* [Exercise requirements]:
From the line containing "pub mod credentials;" to the last line below, retype everything word for word.
^^^^^^^^^^^^^^^^
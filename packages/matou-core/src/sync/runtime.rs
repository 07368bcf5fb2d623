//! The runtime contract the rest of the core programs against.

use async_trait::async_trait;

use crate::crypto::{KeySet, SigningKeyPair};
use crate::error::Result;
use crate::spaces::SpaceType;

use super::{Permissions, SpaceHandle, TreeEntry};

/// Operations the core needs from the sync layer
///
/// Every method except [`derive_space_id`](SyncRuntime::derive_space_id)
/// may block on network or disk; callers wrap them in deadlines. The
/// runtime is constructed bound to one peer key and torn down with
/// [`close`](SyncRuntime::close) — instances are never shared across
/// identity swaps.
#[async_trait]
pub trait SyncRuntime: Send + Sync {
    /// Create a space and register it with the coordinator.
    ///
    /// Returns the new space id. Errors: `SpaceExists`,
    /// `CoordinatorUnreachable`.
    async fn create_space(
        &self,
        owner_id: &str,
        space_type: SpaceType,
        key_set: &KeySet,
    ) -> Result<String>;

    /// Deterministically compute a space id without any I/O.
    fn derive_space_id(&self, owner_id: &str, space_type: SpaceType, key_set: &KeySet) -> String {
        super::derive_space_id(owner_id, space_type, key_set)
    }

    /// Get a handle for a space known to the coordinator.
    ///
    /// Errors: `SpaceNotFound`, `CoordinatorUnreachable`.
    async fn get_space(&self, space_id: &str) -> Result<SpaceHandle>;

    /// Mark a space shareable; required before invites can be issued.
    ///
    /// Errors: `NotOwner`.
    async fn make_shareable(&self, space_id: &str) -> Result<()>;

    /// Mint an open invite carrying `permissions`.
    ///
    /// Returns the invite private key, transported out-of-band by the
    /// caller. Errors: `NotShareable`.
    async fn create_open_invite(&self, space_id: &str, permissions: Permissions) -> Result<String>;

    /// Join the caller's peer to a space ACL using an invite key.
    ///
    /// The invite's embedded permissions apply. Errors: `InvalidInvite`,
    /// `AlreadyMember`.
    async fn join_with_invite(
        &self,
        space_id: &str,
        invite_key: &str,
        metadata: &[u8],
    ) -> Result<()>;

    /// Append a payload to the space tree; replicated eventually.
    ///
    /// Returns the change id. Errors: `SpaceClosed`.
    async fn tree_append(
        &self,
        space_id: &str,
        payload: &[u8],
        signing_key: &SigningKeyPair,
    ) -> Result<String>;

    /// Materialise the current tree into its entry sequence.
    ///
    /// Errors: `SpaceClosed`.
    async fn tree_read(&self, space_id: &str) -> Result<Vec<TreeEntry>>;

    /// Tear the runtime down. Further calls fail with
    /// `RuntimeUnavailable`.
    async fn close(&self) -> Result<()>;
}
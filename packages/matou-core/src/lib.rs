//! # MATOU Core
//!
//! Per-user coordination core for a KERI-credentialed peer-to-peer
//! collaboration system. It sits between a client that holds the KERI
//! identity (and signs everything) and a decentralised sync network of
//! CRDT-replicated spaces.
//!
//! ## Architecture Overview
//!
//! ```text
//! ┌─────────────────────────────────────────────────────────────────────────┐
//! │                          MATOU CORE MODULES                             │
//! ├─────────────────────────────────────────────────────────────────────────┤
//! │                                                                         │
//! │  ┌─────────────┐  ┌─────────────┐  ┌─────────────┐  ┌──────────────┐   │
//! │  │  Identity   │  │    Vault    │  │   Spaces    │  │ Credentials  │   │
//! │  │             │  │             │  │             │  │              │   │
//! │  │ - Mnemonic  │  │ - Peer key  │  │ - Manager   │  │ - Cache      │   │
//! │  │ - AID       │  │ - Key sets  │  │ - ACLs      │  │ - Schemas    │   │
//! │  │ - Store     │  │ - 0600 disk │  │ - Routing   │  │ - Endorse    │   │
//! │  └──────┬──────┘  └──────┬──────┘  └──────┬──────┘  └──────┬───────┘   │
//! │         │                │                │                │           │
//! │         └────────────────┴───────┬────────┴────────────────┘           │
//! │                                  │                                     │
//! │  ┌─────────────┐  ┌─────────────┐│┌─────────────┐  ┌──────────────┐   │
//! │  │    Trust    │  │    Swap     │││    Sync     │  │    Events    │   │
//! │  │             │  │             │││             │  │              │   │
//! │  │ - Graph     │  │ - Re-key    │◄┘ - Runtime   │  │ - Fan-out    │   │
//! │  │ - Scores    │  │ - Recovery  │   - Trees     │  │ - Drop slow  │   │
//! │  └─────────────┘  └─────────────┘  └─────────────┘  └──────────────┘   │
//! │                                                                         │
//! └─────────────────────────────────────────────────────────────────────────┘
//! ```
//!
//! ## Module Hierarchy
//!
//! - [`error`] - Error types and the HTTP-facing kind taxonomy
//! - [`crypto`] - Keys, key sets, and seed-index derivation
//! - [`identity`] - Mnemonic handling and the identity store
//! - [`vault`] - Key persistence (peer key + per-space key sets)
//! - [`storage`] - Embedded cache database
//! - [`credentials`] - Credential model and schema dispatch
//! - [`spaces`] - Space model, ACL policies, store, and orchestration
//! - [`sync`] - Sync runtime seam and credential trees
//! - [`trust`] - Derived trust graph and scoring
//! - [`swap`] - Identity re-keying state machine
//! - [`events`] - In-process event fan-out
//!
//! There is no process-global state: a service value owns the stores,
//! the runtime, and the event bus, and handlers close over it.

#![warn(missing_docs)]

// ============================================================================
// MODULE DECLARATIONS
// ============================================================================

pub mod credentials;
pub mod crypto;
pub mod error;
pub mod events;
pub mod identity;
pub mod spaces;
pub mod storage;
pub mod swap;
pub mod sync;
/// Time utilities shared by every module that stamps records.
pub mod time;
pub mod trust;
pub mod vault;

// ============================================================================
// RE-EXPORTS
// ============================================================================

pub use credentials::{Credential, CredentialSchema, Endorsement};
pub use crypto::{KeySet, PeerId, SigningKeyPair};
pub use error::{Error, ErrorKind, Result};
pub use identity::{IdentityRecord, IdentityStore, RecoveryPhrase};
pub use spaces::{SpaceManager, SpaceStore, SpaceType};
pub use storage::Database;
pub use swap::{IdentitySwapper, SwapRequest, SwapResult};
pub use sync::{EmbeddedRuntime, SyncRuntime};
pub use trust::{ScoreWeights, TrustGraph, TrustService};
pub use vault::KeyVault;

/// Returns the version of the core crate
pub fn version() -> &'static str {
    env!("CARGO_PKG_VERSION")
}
^^^^^^^^^^^^^^^^
* [Answer for the task]:
pub mod credentials;
pub mod crypto;
pub mod error;
pub mod events;
pub mod identity;
pub mod spaces;
pub mod storage;
pub mod swap;
pub mod sync;
/// Time utilities shared by every module that stamps records.
pub mod time;
pub mod trust;
pub mod vault;

// ============================================================================
// RE-EXPORTS
// ============================================================================

pub use credentials::{Credential, CredentialSchema, Endorsement};
pub use crypto::{KeySet, PeerId, SigningKeyPair};
pub use error::{Error, ErrorKind, Result};
pub use identity::{IdentityRecord, IdentityStore, RecoveryPhrase};
pub use spaces::{SpaceManager, SpaceStore, SpaceType};
pub use storage::Database;
pub use swap::{IdentitySwapper, SwapRequest, SwapResult};
pub use sync::{EmbeddedRuntime, SyncRuntime};
pub use trust::{ScoreWeights, TrustGraph, TrustService};
pub use vault::KeyVault;

/// Returns the version of the core crate
pub fn version() -> &'static str {
    env!("CARGO_PKG_VERSION")
}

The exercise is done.